---------- Given entries
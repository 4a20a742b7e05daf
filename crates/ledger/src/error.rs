//! Error types for ledger transactions.
//!
//! Every error aborts the transaction: no writes are committed and no
//! events are delivered.

use thiserror::Error;

/// Errors raised while executing a ledger transaction.
#[derive(Debug, Error)]
pub enum LedgerError {
    /// Referenced record does not exist.
    #[error("the {kind} {id} does not exist")]
    NotFound {
        /// Record kind (e.g. "training round").
        kind: &'static str,
        /// Record identifier.
        id: String,
    },

    /// Record identifier already taken.
    #[error("the {kind} {id} already exists")]
    AlreadyExists {
        /// Record kind.
        kind: &'static str,
        /// Record identifier.
        id: String,
    },

    /// Caller-supplied argument could not be parsed.
    #[error("malformed input: {0}")]
    MalformedInput(String),

    /// Operation not allowed in the record's current state.
    #[error("invalid state: {0}")]
    InvalidState(String),

    /// No transaction with this name.
    #[error("unknown transaction: {0}")]
    UnknownTransaction(String),

    /// World state backend failure.
    #[error("world state error: {0}")]
    Storage(String),

    /// Stored record could not be encoded or decoded.
    #[error("serialization error: {0}")]
    Serialization(#[from] serde_json::Error),
}

impl LedgerError {
    /// Shorthand for [`LedgerError::NotFound`].
    pub fn not_found(kind: &'static str, id: impl Into<String>) -> Self {
        LedgerError::NotFound {
            kind,
            id: id.into(),
        }
    }

    /// Shorthand for [`LedgerError::AlreadyExists`].
    pub fn already_exists(kind: &'static str, id: impl Into<String>) -> Self {
        LedgerError::AlreadyExists {
            kind,
            id: id.into(),
        }
    }

    /// Whether the error reports a missing record.
    pub fn is_not_found(&self) -> bool {
        matches!(self, LedgerError::NotFound { .. })
    }
}

/// Result type alias for ledger operations.
pub type LedgerResult<T> = Result<T, LedgerError>;
//! # Federated Round Ledger
//!
//! Ledger-resident state machine for federated-learning rounds. It records
//! rounds, model contributions, participation responses, reputation and
//! quality metrics, and answers whether a round has reached quorum.
//!
//! ## Architecture
//!
//! ```text
//! submit(name, args) → Contract → TxContext (buffered writes + events)
//!                                      │ commit
//!                                      ▼
//!                                 WorldState → subscribers (ChaincodeEvent)
//! ```
//!
//! ## Components
//!
//! - [`Ledger`]: transaction host; serializes transactions and commits them atomically
//! - [`Contract`]: dispatches transactions by name
//! - [`rounds`], [`contributions`], [`participation`], [`reputation`],
//!   [`quality`], [`audit`]: per-record-kind operations
//! - [`quorum`]: explicit-list and legacy-count readiness policies
//!
//! ## Example
//!
//! ```rust,ignore
//! use fedchain_ledger::{Ledger, LedgerConfig};
//!
//! let ledger = Ledger::in_memory(LedgerConfig::default());
//! let mut events = ledger.subscribe();
//!
//! ledger.submit("CreateTrainingRound", &["round1", "dbs", "fraud model"])?;
//! ledger.submit("UpdateRoundParticipants", &["round1", r#"["dbs","ing","ocbc"]"#])?;
//! let status = ledger.evaluate("GetRoundParticipationStatus", &["round1"])?;
//! ```

#![warn(clippy::all)]

pub mod audit;
pub mod context;
pub mod contract;
pub mod contributions;
pub mod error;
pub mod host;
pub mod keys;
pub mod participation;
pub mod quality;
pub mod quorum;
pub mod reputation;
pub mod rounds;
pub mod state;

pub use context::{Clock, SystemClock, TxContext};
pub use contract::{Contract, TRANSACTIONS};
pub use contributions::ContributionSubmission;
pub use error::{LedgerError, LedgerResult};
pub use host::{Ledger, LedgerConfig, DEFAULT_LEGACY_QUORUM_THRESHOLD};
pub use participation::ParticipationResponse;
pub use quality::QualityReport;
pub use quorum::{QuorumOutcome, QuorumPolicy};
pub use state::{MemoryWorldState, Upsert, WorldState, WriteSet};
--------------------
#### [Problem statement]
The answer should be all lines from the entries above that hold the word "operations".

#### [Finished exercise]
/// Result type alias for ledger operations.
//!   [`quality`], [`audit`]: per-record-kind operations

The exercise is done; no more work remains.